Away from the House, the speaker sank out of public view in Washington. He lived quietly at the Washington Hotel with his wife. Their devotion was a Washington legend. It was said that they had never spent a night apart in more than 52 years of marriage. If the speaker was kept late at the Capitol, Mrs. McCormack always went up to have dinner with them. They had no children.

In December 1971, the 52-year love affair between Harriet and John McCormack ended when she died at Providence Hospital here at the age of 87. For more than a year, he had spent every night in an adjoining hospital room. Then at 80, Mr. McCormack went home to Boston.

Mr.

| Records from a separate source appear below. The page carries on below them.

// Copyright (c) 2025 Stepflow Team
// SPDX-License-Identifier: MIT OR Apache-2.0

//! Cron expression parsing and next-occurrence computation.
//!
//! Expressions have 5 fields (`minute hour dayOfMonth month dayOfWeek`)
//! or 6 with a leading seconds field. Fields support `*`, comma lists,
//! `a-b` ranges and `/n` steps. Next-occurrence search walks forward
//! minute by minute (up to one year) in the schedule's timezone; when both
//! day-of-month and day-of-week are restricted, either matching suffices
//! (Vixie behavior), otherwise both must match.

use crate::error::{EngineError, Result};
use chrono::{DateTime, Datelike, Duration as ChronoDuration, TimeZone, Timelike, Utc};
use chrono_tz::Tz;
use std::collections::BTreeSet;

/// One parsed cron field: the set of values it matches.
#[derive(Debug, Clone, PartialEq, Eq)]
struct Field {
    values: BTreeSet<u32>,
    is_wildcard: bool,
}

impl Field {
    fn matches(&self, value: u32) -> bool {
        self.values.contains(&value)
    }
}

fn parse_field(spec: &str, min: u32, max: u32, expression: &str) -> Result<Field> {
    let invalid = |reason: String| EngineError::InvalidCron {
        expression: expression.to_string(),
        reason,
    };

    let mut values = BTreeSet::new();
    let mut is_wildcard = true;
    for part in spec.split(',') {
        let (range, step) = match part.split_once('/') {
            Some((range, step)) => {
                let step: u32 = step
                    .parse()
                    .map_err(|_| invalid(format!("invalid step '{step}'")))?;
                if step == 0 {
                    return Err(invalid("step must be positive".to_string()));
                }
                (range, step)
            }
            None => (part, 1),
        };
        let (lo, hi) = if range == "*" {
            (min, max)
        } else {
            is_wildcard = false;
            match range.split_once('-') {
                Some((lo, hi)) => {
                    let lo: u32 = lo
                        .parse()
                        .map_err(|_| invalid(format!("invalid value '{lo}'")))?;
                    let hi: u32 = hi
                        .parse()
                        .map_err(|_| invalid(format!("invalid value '{hi}'")))?;
                    (lo, hi)
                }
                None => {
                    let v: u32 = range
                        .parse()
                        .map_err(|_| invalid(format!("invalid value '{range}'")))?;
                    (v, v)
                }
            }
        };
        if lo > hi {
            return Err(invalid(format!("range {lo}-{hi} is inverted")));
        }
        if lo < min || hi > max {
            return Err(invalid(format!(
                "value out of range: {lo}-{hi} not within {min}-{max}"
            )));
        }
        let mut v = lo;
        while v <= hi {
            values.insert(v);
            v += step;
        }
        // A stepped wildcard restricts the field.
        if step != 1 {
            is_wildcard = false;
        }
    }
    if values.is_empty() {
        return Err(invalid("field matches no values".to_string()));
    }
    Ok(Field { values, is_wildcard })
}

/// A validated cron expression.
#[derive(Debug, Clone)]
pub struct CronExpression {
    source: String,
    seconds: Option<Field>,
    minute: Field,
    hour: Field,
    day_of_month: Field,
    month: Field,
    day_of_week: Field,
}

impl CronExpression {
    /// Parses a 5- or 6-field expression.
    pub fn parse(expression: &str) -> Result<Self> {
        let fields: Vec<&str> = expression.split_whitespace().collect();
        let (seconds, rest): (Option<Field>, &[&str]) = match fields.len() {
            5 => (None, &fields[..]),
            6 => (
                Some(parse_field(fields[0], 0, 59, expression)?),
                &fields[1..],
            ),
            n => {
                return Err(EngineError::InvalidCron {
                    expression: expression.to_string(),
                    reason: format!("expected 5 or 6 fields, found {n}"),
                })
            }
        };
        // 7 is accepted as an alias for Sunday via normalize_dow.
        let day_of_week = parse_field(&normalize_dow(rest[4]), 0, 6, expression)?;
        Ok(Self {
            source: expression.to_string(),
            seconds,
            minute: parse_field(rest[0], 0, 59, expression)?,
            hour: parse_field(rest[1], 0, 23, expression)?,
            day_of_month: parse_field(rest[2], 1, 31, expression)?,
            month: parse_field(rest[3], 1, 12, expression)?,
            day_of_week,
        })
    }

    /// The original expression text.
    pub fn source(&self) -> &str {
        &self.source
    }

    fn day_matches<T: TimeZone>(&self, t: &DateTime<T>) -> bool {
        let dom = self.day_of_month.matches(t.day());
        let dow = self.day_of_week.matches(t.weekday().num_days_from_sunday());
        if !self.day_of_month.is_wildcard && !self.day_of_week.is_wildcard {
            dom || dow
        } else {
            dom && dow
        }
    }

    /// Whether the expression matches a wall-clock instant (second
    /// precision when a seconds field is present, else minute precision).
    pub fn matches<T: TimeZone>(&self, t: &DateTime<T>) -> bool {
        if let Some(seconds) = &self.seconds {
            if !seconds.matches(t.second()) {
                return false;
            }
        }
        self.minute.matches(t.minute())
            && self.hour.matches(t.hour())
            && self.month.matches(t.month())
            && self.day_matches(t)
    }

    /// First matching instant strictly after `after`, evaluated in `tz`,
    /// searching up to one year ahead.
    pub fn next_occurrence(&self, after: DateTime<Utc>, tz: Tz) -> Option<DateTime<Utc>> {
        let local = after.with_timezone(&tz);

        // Within the current minute a seconds field may still match.
        if let Some(seconds) = &self.seconds {
            let minute_start = truncate_to_minute(&local);
            if self.minute.matches(local.minute())
                && self.hour.matches(local.hour())
                && self.month.matches(local.month())
                && self.day_matches(&local)
            {
                if let Some(&s) = seconds.values.iter().find(|&&s| s > local.second()) {
                    let candidate = minute_start + ChronoDuration::seconds(s as i64);
                    return Some(candidate.with_timezone(&Utc));
                }
            }
        }

        let mut cursor = truncate_to_minute(&local) + ChronoDuration::minutes(1);
        let limit = cursor + ChronoDuration::days(366);
        while cursor < limit {
            if self.minute.matches(cursor.minute())
                && self.hour.matches(cursor.hour())
                && self.month.matches(cursor.month())
                && self.day_matches(&cursor)
            {
                let candidate = match &self.seconds {
                    Some(seconds) => {
                        let first = *seconds.values.iter().next()?;
                        cursor + ChronoDuration::seconds(first as i64)
                    }
                    None => cursor,
                };
                return Some(candidate.with_timezone(&Utc));
            }
            cursor += ChronoDuration::minutes(1);
        }
        None
    }
}

fn normalize_dow(spec: &str) -> String {
    // Plain "7" means Sunday; inside ranges 7 is rejected to keep the
    // arithmetic simple, matching common cron implementations.
    spec.split(',')
        .map(|part| if part == "7" { "0" } else { part })
        .collect::<Vec<_>>()
        .join(",")
}

fn truncate_to_minute<T: TimeZone>(t: &DateTime<T>) -> DateTime<T> {
    t.clone() - ChronoDuration::seconds(t.second() as i64)
        - ChronoDuration::nanoseconds(t.nanosecond() as i64)
}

McCormack had few hobbies except politics. In earlier days, he was known as a good high stakes poker player. He never flew in an airplane until 1961, when he attended Rayburn's funeral. He drove the 450 miles from Washington to Boston or went up on the night sleeper train.

The speaker and his wife were devout Catholics. Both were honored by the Vatican. He was the first Catholic to be elected speaker, and some critics complained that this religion sometimes showed in his leadership qualities.

An example cited was the 1961 school aid debacle when Mr. McCormack insisted that church schools should share in a federal aid program. The bill died on this issue. But in 1963 Mr. McCormack helped push through the largest education program in history, much of which went to public institutions only.

In 1970, the sniping by young liberals at Mr. McCormack increased and several congressmen urged him to step down because he was too old. One Congressman asked a party caucus to declare a lack of confidence in his leadership. It did not.

Mr. McCormack left the House like a good poker player, his decision a secret from his closest friends there.